Quatro são presos por suposto tráfico de armas no Rio

Uma investigação de cinco meses levou a Polícia Civil do Rio de Janeiro a prender quatro homens envolvidos em um esquema de tráfico de armas do Paraguai para a Favela da Rocinha, na zona sul da capital fluminense. Em ligações telefônicas, os criminosos foram flagrados negociando a reposição de granadas e fuzis apreendidos no dia 21 de agosto, quando bandidos da comunidade trocaram tiros com policiais e invadiram um hotel de luxo no bairro de São Conrado.

BRUNO BOGHOSSIAN, Agência Estado

20 de setembro de 2010 | 18h44

De acordo com a responsável pela Delegacia de Repressão a Armas e Explosivos (Drae), Márcia Beck, anotações encontradas com os fornecedores indicam que eles vendiam 10 fuzis, 14 mil projéteis e mais de 2 toneladas de maconha a cada 20 dias para os traficantes do Rio.

Entre os presos, estão dois homens apontados como comerciantes de armas pela fronteira entre o Paraguai e o Brasil. Luiz Cláudio Carvalho (o Coroa) e Antônio Ezequias Gura (o Gordo) foram capturados por policiais fluminenses nas cidades de Foz do Iguaçu e São Miguel do Iguaçu, no Paraná.

A investigação começou há cinco meses e tem o objetivo de bloquear novas rotas de transporte de pistolas, fuzis, granadas e munição encomendadas por Antônio Bonfim Lopes, conhecido como Nem. A Rocinha serve como um ponto de distribuição para as demais favelas ocupadas pela quadrilha chefiada por ele.

"Essa operação tem um reflexo imediato no abastecimento de armas na Rocinha e consolidam uma nova estratégia para impedir a entrada desse material à favela", explicou o chefe da Polícia Civil, Allan Turnowski. "Evitamos a chegada de centenas de pistolas, fuzis e granadas sem dar um tiro sequer". A operação é vista como uma ação para enfraquecer o poder de fogo dos traficantes e facilitar a entrada da polícia em favelas dominadas por criminosos - como acontece nas ações de pacificação e ocupação permanente.

Gravações

Além dos fornecedores de armas, também foram presos dois intermediários de traficantes de Rocinha.

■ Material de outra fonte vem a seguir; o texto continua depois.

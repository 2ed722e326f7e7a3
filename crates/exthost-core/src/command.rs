use crate::error::CommandError;
use crate::event::{Emitter, Listener, WaitUntilEmitter, WaitUntilEvent};
use futures::future::BoxFuture;
use parking_lot::Mutex;
use serde_json::Value;
use std::collections::HashMap;
use std::future::Future;
use std::sync::atomic::{AtomicU64, Ordering};
use std::sync::Arc;

#[derive(Clone, Copy, Debug, PartialEq, Eq, Hash)]
pub enum CommandOrigin {
    Builtin,
    Plugin,
}

impl CommandOrigin {
    pub const fn as_str(self) -> &'static str {
        match self {
            Self::Builtin => "builtin",
            Self::Plugin => "plugin",
        }
    }
}

pub type CommandHandler =
    Arc<dyn Fn(Vec<Value>) -> BoxFuture<'static, anyhow::Result<Value>> + Send + Sync>;

pub fn command_handler<F, Fut>(handler: F) -> CommandHandler
where
    F: Fn(Vec<Value>) -> Fut + Send + Sync + 'static,
    Fut: Future<Output = anyhow::Result<Value>> + Send + 'static,
{
    Arc::new(move |args| Box::pin(handler(args)))
}

struct CommandEntry {
    origin: CommandOrigin,
    // Most recent registration wins.
    handlers: Vec<(u64, CommandHandler)>,
}

impl CommandEntry {
    fn new(origin: CommandOrigin) -> Self {
        Self {
            origin,
            handlers: Vec::new(),
        }
    }
}

/// Known commands and their bound handlers. A command can be known (declared
/// by a plugin) long before the plugin activates and binds a handler.
pub struct CommandRegistry {
    commands: Arc<Mutex<HashMap<String, CommandEntry>>>,
    next_handler: AtomicU64,
    on_did_register_handler: Emitter<String>,
    on_will_execute: WaitUntilEmitter<String>,
}

impl Default for CommandRegistry {
    fn default() -> Self {
        Self::new()
    }
}

impl CommandRegistry {
    pub fn new() -> Self {
        Self {
            commands: Arc::new(Mutex::new(HashMap::new())),
            next_handler: AtomicU64::new(1),
            on_did_register_handler: Emitter::new(),
            on_will_execute: WaitUntilEmitter::new(),
        }
    }

    /// Declares `id`. Returns false when it was already known.
    pub fn register_command(&self, id: impl Into<String>, origin: CommandOrigin) -> bool {
        let id = id.into();
        let mut commands = self.commands.lock();
        if commands.contains_key(&id) {
            return false;
        }
        tracing::trace!(command = %id, origin = origin.as_str(), "command declared");
        commands.insert(id, CommandEntry::new(origin));
        true
    }

    /// Binds `handler` to `id` until the listener is disposed. Unknown ids are
    /// declared as builtin.
    pub fn register_handler(&self, id: impl Into<String>, handler: CommandHandler) -> Listener {
        let id = id.into();
        let handler_id = self.next_handler.fetch_add(1, Ordering::Relaxed);
        self.commands
            .lock()
            .entry(id.clone())
            .or_insert_with(|| CommandEntry::new(CommandOrigin::Builtin))
            .handlers
            .push((handler_id, handler));
        self.on_did_register_handler.fire(&id);

        let commands = Arc::downgrade(&self.commands);
        Listener::new(move || {
            if let Some(commands) = commands.upgrade() {
                if let Some(entry) = commands.lock().get_mut(&id) {
                    entry.handlers.retain(|(existing, _)| *existing != handler_id);
                }
            }
        })
    }

    pub fn is_known(&self, id: &str) -> bool {
        self.commands.lock().contains_key(id)
    }

    pub fn is_plugin_contributed(&self, id: &str) -> bool {
        self.commands
            .lock()
            .get(id)
            .is_some_and(|entry| entry.origin == CommandOrigin::Plugin)
    }

    pub fn has_handler(&self, id: &str) -> bool {
        self.commands
            .lock()
            .get(id)
            .is_some_and(|entry| !entry.handlers.is_empty())
    }

    /// Fired with the command id each time a handler is bound.
    pub fn on_did_register_handler(&self) -> &Emitter<String> {
        &self.on_did_register_handler
    }

    pub fn on_will_execute(
        &self,
        callback: impl Fn(&WaitUntilEvent<String>) + Send + Sync + 'static,
    ) -> Listener {
        self.on_will_execute.subscribe(callback)
    }

    /// Waits for every will-execute contribution, then runs the bound handler.
    pub async fn execute_command(&self, id: &str, args: Vec<Value>) -> Result<Value, CommandError> {
        if !self.is_known(id) {
            return Err(CommandError::NotFound(id.to_string()));
        }

        if let Err(err) = self.on_will_execute.fire(id.to_string(), None).await {
            return Err(CommandError::Aborted {
                command: id.to_string(),
                message: format!("{err:#}"),
            });
        }

        let handler = self
            .commands
            .lock()
            .get(id)
            .and_then(|entry| entry.handlers.last().map(|(_, handler)| handler.clone()));
        let Some(handler) = handler else {
            return Err(CommandError::NoHandler(id.to_string()));
        };

        tracing::debug!(command = id, "executing command");
        handler(args).await.map_err(|err| CommandError::Handler {
            command: id.to_string(),
            message: format!("{err:#}"),
        })
    }
}

#[cfg(test)]
mod tests {
    use super::*;
    use serde_json::json;

    fn echo() -> CommandHandler {
        command_handler(|args| async move { Ok(json!(args)) })
    }

    #[tokio::test]
    async fn declared_command_without_handler() {
        let registry = CommandRegistry::new();
        assert!(registry.register_command("sample.hello", CommandOrigin::Plugin));
        assert!(!registry.register_command("sample.hello", CommandOrigin::Builtin));
        assert!(registry.is_known("sample.hello"));
        assert!(registry.is_plugin_contributed("sample.hello"));
        assert!(!registry.has_handler("sample.hello"));

        let err = registry
            .execute_command("sample.hello", Vec::new())
            .await
            .expect_err("no handler");
        assert_eq!(err, CommandError::NoHandler("sample.hello".into()));

        let err = registry
            .execute_command("sample.missing", Vec::new())
            .await
            .expect_err("unknown");
        assert_eq!(err, CommandError::NotFound("sample.missing".into()));
    }

    #[tokio::test]
    async fn latest_handler_wins_until_disposed() {
        let registry = CommandRegistry::new();
        let registered = Arc::new(Mutex::new(Vec::new()));
        let _watch = {
            let registered = registered.clone();
            registry
                .on_did_register_handler()
                .subscribe(move |id| registered.lock().push(id.clone()))
        };

        let _first = registry.register_handler("core.echo", echo());
        let second = registry.register_handler(
            "core.echo",
            command_handler(|_args| async { Ok(json!("second")) }),
        );
        assert_eq!(
            registry.execute_command("core.echo", vec![json!(1)]).await,
            Ok(json!("second"))
        );

        second.dispose();
        assert_eq!(
            registry.execute_command("core.echo", vec![json!(1)]).await,
            Ok(json!([1]))
        );
        assert!(!registry.is_plugin_contributed("core.echo"));
        assert_eq!(*registered.lock(), vec!["core.echo", "core.echo"]);
    }

    #[tokio::test]
    async fn will_execute_failures_abort_dispatch() {
        let registry = CommandRegistry::new();
        let _handler = registry.register_handler("core.echo", echo());
        let _veto = registry.on_will_execute(|event| {
            if event.payload == "core.echo" {
                event.wait_until(async { Err(anyhow::anyhow!("activation failed")) });
            }
        });

        let err = registry
            .execute_command("core.echo", Vec::new())
            .await
            .expect_err("aborted");
        assert!(matches!(err, CommandError::Aborted { .. }));
        assert!(err.to_string().contains("activation failed"));
    }

    #[tokio::test]
    async fn handler_errors_are_reported() {
        let registry = CommandRegistry::new();
        let _handler = registry.register_handler(
            "core.fail",
            command_handler(|_args| async { Err(anyhow::anyhow!("bad input")) }),
        );
        let err = registry
            .execute_command("core.fail", Vec::new())
            .await
            .expect_err("handler error");
        assert_eq!(
            err,
            CommandError::Handler {
                command: "core.fail".into(),
                message: "bad input".into()
            }
        );
    }
}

Carlos Vinicius Braga dos Santos (o Cafu) estava em Foz do Iguaçu para negociar a compra de oito fuzis. O traficante de classe média Ricardo Pereira Terra de Andrade (o Robocop), preso fora da favela, foi apontado como o homem que teria apresentado os vendedores de armas a Nem.

Nas gravações obtidas com autorização da Justiça, Gordo negocia a venda de fuzis M16 para traficantes da Rocinha e chega a oferecer uma metralhadora antiaérea a um dos intermediários da quadrilha de Nem.

Durante as investigações, a polícia descobriu a participação de Rúbia Maria Soares (conhecida como Coração) no esquema. Ela negocia com Coroa a compra de "8 peças grandes" (fuzis) e "14 mil pecinhas" (projéteis). Em uma mensagem de texto para celular, os dois discutem preços de "abacaxis" (granadas). A operação da Polícia Civil não apreendeu armas e dinheiro, porque, segundo a delegada Márcia Beck, os líderes das quadrilhas de fornecedores não guardam o material comercializado e costumam transportá-los desmontados, escondidos em carros de passeio discretos.